- _YOUR ASSIGNMENT_:
Every line below that has "thresholds" in it should be copied.

- _Items listed in a dataset_:
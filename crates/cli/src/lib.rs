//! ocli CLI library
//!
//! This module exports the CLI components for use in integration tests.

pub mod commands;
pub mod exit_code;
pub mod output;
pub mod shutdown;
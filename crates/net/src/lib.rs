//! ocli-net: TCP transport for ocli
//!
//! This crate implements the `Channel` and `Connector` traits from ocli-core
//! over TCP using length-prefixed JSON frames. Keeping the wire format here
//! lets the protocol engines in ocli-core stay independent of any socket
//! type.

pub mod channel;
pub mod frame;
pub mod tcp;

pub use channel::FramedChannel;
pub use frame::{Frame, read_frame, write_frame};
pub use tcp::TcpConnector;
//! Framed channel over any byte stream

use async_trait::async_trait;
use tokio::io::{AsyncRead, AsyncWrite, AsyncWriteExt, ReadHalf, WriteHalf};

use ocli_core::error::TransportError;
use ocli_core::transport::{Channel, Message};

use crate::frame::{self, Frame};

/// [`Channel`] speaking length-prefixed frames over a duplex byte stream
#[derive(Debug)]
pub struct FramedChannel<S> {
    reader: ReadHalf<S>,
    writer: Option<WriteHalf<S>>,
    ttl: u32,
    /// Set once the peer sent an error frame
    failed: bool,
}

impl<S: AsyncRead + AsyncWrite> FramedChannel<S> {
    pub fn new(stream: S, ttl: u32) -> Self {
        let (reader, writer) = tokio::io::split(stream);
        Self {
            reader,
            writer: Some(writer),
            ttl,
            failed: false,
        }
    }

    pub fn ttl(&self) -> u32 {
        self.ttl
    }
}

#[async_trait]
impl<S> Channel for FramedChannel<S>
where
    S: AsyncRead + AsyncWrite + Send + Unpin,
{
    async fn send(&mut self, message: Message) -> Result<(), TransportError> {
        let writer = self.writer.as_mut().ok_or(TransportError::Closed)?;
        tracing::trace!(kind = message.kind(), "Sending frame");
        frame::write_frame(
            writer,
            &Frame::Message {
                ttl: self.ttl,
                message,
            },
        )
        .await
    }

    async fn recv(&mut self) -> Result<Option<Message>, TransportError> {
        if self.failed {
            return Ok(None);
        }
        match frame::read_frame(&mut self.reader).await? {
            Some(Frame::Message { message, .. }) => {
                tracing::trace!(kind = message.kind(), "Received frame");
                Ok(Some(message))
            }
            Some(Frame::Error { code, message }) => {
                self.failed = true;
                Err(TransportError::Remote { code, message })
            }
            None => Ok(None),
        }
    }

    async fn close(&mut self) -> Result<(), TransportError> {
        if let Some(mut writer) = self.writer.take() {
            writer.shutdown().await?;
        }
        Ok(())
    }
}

...

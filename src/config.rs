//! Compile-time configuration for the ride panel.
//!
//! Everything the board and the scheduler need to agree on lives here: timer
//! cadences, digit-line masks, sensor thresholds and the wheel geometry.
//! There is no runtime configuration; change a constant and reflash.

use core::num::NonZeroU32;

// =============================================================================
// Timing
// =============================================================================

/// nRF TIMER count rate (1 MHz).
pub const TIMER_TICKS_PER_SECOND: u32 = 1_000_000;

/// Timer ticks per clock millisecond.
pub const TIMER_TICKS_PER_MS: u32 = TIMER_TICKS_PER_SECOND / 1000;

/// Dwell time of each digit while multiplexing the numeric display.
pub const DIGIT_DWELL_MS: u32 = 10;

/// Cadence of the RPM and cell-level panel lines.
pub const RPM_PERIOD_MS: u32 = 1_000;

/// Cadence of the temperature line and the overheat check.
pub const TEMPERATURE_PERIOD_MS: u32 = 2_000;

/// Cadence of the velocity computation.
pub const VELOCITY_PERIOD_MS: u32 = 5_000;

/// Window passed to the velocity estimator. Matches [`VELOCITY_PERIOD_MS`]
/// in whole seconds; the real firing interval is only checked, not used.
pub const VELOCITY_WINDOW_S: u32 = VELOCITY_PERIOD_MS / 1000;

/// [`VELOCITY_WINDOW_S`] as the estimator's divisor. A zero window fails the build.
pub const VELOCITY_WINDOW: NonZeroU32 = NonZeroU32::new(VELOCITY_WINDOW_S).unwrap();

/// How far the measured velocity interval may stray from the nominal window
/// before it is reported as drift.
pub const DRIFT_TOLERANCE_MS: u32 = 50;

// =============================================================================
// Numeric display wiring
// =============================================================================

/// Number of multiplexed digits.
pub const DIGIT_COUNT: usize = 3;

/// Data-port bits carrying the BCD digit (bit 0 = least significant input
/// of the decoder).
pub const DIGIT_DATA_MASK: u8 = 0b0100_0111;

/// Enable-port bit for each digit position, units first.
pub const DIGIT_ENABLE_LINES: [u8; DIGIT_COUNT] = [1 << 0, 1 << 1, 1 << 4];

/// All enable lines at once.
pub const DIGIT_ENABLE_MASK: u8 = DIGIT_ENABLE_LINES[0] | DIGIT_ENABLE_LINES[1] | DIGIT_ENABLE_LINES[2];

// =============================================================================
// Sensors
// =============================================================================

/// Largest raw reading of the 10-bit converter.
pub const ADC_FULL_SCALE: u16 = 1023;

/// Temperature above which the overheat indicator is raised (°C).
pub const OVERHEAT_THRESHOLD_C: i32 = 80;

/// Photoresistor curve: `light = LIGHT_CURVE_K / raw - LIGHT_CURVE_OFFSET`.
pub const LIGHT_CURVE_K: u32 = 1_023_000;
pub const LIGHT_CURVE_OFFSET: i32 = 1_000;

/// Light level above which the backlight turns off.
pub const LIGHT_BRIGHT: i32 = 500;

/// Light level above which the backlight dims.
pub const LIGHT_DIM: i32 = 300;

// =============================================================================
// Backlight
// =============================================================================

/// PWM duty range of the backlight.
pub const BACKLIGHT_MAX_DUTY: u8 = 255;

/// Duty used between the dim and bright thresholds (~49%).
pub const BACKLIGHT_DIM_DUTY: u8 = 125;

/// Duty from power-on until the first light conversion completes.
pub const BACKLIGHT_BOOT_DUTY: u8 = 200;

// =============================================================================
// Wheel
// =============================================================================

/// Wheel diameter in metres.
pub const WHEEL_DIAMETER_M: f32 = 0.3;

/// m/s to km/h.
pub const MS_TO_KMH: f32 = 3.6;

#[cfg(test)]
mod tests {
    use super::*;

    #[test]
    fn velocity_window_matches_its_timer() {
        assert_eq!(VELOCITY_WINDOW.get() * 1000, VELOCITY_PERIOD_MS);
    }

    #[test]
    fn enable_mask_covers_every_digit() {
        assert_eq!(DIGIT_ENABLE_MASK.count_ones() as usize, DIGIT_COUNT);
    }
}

- _ANSWER SECTION_:
//! cadences, digit-line masks, sensor thresholds and the wheel geometry.
/// Duty used between the dim and bright thresholds (~49%).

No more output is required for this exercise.